Some of the lines below need repeating. Reproduce exactly those between the lines holding "floor_peer_set(self.peer_sets.iter(), round).cloned()" and "let creator = *event.creator();", inclusive.

(TASK DATA begins)

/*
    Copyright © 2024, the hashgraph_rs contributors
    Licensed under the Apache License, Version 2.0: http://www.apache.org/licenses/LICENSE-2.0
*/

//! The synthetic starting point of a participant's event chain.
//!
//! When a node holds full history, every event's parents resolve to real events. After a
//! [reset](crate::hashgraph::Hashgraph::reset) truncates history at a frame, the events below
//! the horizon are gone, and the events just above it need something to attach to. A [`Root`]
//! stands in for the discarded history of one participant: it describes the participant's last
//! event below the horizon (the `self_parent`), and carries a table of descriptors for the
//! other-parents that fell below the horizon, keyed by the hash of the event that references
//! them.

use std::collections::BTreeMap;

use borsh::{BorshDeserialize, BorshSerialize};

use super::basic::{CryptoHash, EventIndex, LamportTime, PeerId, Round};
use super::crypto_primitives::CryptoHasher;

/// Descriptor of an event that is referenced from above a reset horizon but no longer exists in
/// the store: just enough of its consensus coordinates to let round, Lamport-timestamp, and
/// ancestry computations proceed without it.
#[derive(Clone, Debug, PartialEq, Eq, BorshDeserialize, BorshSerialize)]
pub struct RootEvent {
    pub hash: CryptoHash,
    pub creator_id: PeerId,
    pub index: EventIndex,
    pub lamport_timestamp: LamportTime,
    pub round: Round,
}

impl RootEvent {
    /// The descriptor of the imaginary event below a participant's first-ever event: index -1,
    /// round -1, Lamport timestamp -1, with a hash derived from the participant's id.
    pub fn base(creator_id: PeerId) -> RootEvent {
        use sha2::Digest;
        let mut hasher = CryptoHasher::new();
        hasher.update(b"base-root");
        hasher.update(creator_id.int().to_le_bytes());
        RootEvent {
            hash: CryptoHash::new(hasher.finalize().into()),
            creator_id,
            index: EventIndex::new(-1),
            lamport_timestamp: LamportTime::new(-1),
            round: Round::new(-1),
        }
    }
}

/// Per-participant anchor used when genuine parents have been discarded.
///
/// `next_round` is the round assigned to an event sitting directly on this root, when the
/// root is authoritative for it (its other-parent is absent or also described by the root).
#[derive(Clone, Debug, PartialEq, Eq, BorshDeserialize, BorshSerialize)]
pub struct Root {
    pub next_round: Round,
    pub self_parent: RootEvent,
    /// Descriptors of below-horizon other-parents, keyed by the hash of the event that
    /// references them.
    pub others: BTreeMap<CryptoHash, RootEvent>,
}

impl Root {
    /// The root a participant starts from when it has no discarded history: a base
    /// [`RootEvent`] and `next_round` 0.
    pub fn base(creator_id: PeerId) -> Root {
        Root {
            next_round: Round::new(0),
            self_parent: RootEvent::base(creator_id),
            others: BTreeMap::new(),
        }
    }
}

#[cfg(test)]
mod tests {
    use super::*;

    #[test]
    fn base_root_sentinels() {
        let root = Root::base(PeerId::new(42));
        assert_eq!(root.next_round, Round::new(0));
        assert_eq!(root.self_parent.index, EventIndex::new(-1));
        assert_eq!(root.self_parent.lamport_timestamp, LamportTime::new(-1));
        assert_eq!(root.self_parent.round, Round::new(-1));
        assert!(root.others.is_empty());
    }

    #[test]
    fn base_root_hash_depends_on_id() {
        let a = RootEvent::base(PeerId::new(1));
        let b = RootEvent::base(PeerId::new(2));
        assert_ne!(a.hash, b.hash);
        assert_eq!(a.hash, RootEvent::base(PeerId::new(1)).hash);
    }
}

(TASK DATA ends)
(TASK DATA begins)

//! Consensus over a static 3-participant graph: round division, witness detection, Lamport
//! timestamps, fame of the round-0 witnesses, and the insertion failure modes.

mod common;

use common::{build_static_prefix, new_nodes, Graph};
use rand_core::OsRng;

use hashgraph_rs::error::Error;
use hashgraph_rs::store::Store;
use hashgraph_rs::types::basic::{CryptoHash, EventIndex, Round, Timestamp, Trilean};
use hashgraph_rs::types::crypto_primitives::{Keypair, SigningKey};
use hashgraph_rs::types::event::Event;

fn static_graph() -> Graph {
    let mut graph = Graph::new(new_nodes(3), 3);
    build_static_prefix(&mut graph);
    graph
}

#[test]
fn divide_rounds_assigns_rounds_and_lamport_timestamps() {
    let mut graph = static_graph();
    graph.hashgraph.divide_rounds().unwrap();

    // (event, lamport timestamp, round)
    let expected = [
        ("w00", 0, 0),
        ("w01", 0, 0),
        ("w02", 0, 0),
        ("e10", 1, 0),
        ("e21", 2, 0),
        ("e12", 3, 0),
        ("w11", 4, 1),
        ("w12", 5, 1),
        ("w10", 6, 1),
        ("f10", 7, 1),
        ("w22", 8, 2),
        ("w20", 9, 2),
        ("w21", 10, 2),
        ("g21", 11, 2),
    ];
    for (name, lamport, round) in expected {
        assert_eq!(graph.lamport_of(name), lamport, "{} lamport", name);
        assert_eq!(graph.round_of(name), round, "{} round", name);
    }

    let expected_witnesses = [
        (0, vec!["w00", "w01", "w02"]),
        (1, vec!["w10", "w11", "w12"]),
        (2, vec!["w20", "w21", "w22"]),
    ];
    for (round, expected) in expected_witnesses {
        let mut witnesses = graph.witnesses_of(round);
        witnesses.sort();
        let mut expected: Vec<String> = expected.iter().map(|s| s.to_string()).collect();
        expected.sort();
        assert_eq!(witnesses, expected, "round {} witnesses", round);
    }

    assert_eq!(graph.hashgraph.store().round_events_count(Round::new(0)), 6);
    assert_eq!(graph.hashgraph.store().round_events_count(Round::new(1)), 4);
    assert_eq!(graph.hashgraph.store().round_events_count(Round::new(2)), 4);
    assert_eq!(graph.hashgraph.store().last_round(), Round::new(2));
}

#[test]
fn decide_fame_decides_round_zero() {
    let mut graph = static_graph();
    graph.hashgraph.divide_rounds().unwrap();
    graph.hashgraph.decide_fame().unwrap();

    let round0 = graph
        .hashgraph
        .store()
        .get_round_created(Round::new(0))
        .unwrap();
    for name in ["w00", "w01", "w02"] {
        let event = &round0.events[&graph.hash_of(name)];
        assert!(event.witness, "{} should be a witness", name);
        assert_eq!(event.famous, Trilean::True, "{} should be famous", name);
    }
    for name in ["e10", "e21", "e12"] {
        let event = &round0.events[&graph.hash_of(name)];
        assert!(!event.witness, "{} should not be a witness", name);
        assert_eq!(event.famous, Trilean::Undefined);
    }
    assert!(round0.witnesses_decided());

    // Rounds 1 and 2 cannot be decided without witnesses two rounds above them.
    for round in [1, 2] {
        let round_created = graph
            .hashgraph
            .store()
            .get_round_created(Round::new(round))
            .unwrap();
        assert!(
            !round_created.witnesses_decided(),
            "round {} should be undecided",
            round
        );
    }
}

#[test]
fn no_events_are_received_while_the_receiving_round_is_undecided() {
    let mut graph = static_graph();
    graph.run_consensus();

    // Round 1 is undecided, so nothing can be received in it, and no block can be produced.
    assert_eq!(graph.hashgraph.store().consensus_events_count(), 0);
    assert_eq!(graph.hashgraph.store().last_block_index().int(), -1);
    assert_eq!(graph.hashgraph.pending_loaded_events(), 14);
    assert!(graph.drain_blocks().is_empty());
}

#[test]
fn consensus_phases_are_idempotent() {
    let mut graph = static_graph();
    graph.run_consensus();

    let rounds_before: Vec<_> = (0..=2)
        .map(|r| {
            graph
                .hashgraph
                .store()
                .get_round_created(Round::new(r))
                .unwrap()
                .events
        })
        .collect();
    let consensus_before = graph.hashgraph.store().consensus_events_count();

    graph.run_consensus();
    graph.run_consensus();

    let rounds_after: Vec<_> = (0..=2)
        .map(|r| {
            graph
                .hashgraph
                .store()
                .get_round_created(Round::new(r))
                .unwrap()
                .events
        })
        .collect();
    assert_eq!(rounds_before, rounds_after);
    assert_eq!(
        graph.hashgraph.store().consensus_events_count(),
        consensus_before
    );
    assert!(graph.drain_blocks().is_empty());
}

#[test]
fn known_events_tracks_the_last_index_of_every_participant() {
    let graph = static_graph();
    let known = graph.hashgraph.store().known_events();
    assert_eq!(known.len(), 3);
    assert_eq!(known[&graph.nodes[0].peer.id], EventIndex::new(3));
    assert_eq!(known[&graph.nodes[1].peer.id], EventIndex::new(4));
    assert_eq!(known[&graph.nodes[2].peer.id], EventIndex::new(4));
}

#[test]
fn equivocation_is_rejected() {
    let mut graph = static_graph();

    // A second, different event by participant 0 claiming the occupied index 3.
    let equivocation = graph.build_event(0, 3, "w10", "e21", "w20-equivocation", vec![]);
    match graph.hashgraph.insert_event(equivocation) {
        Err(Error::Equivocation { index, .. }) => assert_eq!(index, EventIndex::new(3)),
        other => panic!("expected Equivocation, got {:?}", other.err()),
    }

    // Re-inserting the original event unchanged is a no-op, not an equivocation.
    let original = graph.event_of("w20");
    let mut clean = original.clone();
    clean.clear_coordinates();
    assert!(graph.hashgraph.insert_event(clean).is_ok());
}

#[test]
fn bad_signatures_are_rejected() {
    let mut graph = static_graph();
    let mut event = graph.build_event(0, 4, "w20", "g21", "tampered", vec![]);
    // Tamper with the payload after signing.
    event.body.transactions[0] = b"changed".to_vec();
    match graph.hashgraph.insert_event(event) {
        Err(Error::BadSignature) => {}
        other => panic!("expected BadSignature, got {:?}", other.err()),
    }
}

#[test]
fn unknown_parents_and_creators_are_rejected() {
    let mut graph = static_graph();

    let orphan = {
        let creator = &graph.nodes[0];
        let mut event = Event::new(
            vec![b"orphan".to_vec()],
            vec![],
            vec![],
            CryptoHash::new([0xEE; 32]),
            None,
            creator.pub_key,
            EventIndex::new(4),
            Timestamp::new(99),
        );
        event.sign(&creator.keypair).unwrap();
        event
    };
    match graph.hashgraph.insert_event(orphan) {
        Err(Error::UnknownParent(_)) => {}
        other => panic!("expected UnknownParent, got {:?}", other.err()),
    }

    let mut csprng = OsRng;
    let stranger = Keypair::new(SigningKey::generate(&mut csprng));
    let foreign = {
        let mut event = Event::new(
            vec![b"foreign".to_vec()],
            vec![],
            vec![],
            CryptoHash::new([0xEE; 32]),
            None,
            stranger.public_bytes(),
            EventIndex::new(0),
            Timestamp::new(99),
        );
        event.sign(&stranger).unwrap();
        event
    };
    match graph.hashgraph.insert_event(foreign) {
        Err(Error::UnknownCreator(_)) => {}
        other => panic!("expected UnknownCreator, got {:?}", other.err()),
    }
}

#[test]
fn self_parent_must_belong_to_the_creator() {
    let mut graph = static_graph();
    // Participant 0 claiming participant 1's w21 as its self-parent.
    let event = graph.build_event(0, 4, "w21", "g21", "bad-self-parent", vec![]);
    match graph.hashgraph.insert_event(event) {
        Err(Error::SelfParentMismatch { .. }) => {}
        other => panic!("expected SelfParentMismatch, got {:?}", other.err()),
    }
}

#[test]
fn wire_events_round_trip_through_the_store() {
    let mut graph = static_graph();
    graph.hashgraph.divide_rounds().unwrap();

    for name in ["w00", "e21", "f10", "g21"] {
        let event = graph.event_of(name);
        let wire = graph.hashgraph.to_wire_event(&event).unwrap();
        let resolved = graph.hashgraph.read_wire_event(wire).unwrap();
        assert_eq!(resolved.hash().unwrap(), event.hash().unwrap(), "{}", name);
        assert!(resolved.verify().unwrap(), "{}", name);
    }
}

(TASK DATA ends)
(TASK DATA begins)

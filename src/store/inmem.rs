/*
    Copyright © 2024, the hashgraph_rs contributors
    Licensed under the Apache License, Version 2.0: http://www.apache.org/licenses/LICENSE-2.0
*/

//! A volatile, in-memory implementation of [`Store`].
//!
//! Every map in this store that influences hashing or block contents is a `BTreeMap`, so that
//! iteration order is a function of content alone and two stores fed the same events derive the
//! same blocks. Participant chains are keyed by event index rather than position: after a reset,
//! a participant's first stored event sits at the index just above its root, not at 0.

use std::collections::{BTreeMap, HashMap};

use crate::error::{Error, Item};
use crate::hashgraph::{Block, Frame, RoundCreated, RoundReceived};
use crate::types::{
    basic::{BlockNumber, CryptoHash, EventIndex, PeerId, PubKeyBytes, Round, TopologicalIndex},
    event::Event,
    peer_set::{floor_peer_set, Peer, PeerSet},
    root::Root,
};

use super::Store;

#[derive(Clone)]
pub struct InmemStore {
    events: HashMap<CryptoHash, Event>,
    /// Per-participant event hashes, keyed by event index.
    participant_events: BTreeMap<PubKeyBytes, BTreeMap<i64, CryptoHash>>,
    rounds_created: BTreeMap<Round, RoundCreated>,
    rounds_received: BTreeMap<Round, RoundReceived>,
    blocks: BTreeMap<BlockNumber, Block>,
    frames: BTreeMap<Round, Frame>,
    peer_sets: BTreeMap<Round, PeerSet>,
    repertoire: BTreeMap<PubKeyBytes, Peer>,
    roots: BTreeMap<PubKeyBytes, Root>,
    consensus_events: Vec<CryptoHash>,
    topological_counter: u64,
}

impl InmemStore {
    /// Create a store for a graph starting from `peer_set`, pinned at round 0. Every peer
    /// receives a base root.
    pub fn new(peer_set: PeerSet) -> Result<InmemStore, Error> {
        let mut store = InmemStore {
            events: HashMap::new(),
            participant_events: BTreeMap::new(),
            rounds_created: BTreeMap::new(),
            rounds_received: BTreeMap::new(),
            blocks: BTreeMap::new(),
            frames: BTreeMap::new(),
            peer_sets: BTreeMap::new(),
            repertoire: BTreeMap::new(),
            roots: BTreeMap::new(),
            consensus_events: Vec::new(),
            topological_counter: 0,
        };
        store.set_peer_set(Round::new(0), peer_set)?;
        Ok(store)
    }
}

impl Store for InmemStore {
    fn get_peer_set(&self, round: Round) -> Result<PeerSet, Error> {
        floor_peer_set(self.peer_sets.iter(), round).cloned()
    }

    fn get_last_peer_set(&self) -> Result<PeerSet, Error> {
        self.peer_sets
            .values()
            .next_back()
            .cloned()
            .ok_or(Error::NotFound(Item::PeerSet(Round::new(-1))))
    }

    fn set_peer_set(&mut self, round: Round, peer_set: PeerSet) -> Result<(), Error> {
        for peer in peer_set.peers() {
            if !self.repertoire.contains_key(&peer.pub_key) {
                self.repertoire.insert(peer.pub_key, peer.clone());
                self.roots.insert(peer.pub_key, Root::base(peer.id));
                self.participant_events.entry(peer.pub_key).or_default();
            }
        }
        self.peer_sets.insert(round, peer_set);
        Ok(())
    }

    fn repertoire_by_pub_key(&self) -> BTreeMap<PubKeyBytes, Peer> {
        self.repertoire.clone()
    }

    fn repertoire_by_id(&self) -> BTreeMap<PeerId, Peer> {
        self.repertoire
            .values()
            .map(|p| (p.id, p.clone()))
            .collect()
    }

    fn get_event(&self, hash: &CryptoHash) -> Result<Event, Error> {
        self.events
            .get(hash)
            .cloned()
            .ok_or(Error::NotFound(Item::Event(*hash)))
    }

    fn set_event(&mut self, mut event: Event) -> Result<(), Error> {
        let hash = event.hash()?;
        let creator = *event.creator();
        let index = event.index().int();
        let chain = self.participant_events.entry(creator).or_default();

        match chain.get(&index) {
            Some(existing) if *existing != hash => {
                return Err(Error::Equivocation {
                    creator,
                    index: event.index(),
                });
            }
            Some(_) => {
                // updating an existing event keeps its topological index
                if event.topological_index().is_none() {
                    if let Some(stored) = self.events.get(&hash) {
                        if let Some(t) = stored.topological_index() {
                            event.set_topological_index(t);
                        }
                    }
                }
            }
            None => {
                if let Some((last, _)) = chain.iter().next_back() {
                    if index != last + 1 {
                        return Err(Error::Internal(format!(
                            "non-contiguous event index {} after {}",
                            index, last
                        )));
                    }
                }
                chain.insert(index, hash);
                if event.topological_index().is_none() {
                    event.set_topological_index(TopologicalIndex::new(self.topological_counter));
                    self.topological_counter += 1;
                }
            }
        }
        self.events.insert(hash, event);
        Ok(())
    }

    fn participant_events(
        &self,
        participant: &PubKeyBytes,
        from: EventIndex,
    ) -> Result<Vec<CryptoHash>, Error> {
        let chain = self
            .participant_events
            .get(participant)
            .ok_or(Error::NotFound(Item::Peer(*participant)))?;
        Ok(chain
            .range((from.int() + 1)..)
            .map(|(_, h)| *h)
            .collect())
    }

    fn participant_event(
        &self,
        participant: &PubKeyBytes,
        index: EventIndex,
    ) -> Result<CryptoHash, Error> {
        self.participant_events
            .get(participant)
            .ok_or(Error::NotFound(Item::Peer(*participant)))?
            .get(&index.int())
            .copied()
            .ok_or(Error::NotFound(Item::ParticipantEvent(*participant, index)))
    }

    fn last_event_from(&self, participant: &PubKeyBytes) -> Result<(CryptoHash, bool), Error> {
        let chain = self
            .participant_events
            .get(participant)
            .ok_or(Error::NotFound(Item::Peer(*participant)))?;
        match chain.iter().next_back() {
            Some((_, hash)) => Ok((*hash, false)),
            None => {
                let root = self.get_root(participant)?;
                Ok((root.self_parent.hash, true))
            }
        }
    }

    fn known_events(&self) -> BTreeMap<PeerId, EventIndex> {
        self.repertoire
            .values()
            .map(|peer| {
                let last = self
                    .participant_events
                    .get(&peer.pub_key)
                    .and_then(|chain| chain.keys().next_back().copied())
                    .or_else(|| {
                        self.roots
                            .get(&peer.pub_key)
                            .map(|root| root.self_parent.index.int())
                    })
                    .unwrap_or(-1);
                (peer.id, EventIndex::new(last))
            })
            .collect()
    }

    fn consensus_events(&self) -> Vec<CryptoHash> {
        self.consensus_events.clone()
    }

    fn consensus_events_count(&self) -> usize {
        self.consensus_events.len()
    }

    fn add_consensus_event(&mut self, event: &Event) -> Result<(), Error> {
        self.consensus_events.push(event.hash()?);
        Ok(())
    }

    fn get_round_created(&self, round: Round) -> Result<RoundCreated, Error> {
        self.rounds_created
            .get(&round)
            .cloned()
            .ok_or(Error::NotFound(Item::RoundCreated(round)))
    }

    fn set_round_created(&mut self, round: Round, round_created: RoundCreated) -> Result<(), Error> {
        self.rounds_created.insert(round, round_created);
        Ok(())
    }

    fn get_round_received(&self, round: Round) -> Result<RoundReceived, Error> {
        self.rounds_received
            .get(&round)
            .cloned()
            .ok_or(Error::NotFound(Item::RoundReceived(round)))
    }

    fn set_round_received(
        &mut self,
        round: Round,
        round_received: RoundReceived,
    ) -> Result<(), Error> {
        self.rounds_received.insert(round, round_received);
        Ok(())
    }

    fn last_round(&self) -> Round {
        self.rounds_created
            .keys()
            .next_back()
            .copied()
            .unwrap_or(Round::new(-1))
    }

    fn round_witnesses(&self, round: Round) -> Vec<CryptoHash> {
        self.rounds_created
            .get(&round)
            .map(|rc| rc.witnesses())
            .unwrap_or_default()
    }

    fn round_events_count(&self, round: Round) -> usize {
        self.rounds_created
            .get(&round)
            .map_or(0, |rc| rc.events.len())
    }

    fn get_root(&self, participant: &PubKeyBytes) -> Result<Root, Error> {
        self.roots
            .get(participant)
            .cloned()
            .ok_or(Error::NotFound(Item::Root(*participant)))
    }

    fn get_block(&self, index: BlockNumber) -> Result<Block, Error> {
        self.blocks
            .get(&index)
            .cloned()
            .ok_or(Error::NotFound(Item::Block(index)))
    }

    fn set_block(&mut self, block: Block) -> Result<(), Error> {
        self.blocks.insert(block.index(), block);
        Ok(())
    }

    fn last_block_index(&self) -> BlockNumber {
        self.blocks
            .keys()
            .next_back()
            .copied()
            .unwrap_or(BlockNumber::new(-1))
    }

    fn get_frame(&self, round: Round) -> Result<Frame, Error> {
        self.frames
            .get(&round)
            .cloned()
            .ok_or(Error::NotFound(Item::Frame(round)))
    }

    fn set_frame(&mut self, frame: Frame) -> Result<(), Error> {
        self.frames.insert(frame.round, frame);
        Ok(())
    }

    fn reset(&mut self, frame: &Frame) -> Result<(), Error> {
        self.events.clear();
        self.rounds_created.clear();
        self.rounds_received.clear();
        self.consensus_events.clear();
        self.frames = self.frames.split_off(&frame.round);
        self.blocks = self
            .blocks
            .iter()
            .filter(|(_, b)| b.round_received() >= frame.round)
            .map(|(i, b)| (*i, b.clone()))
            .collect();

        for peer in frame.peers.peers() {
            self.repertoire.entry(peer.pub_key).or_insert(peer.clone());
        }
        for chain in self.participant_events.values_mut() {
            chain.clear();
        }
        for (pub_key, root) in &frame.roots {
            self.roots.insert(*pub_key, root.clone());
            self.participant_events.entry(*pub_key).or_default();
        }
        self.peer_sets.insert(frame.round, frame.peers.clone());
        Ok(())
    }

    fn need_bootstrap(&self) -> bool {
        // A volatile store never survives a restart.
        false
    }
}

(TASK DATA ends)

RESULT BELOW:
        floor_peer_set(self.peer_sets.iter(), round).cloned()
    }

    fn get_last_peer_set(&self) -> Result<PeerSet, Error> {
        self.peer_sets
            .values()
            .next_back()
            .cloned()
            .ok_or(Error::NotFound(Item::PeerSet(Round::new(-1))))
    }

    fn set_peer_set(&mut self, round: Round, peer_set: PeerSet) -> Result<(), Error> {
        for peer in peer_set.peers() {
            if !self.repertoire.contains_key(&peer.pub_key) {
                self.repertoire.insert(peer.pub_key, peer.clone());
                self.roots.insert(peer.pub_key, Root::base(peer.id));
                self.participant_events.entry(peer.pub_key).or_default();
            }
        }
        self.peer_sets.insert(round, peer_set);
        Ok(())
    }

    fn repertoire_by_pub_key(&self) -> BTreeMap<PubKeyBytes, Peer> {
        self.repertoire.clone()
    }

    fn repertoire_by_id(&self) -> BTreeMap<PeerId, Peer> {
        self.repertoire
            .values()
            .map(|p| (p.id, p.clone()))
            .collect()
    }

    fn get_event(&self, hash: &CryptoHash) -> Result<Event, Error> {
        self.events
            .get(hash)
            .cloned()
            .ok_or(Error::NotFound(Item::Event(*hash)))
    }

    fn set_event(&mut self, mut event: Event) -> Result<(), Error> {
        let hash = event.hash()?;
        let creator = *event.creator();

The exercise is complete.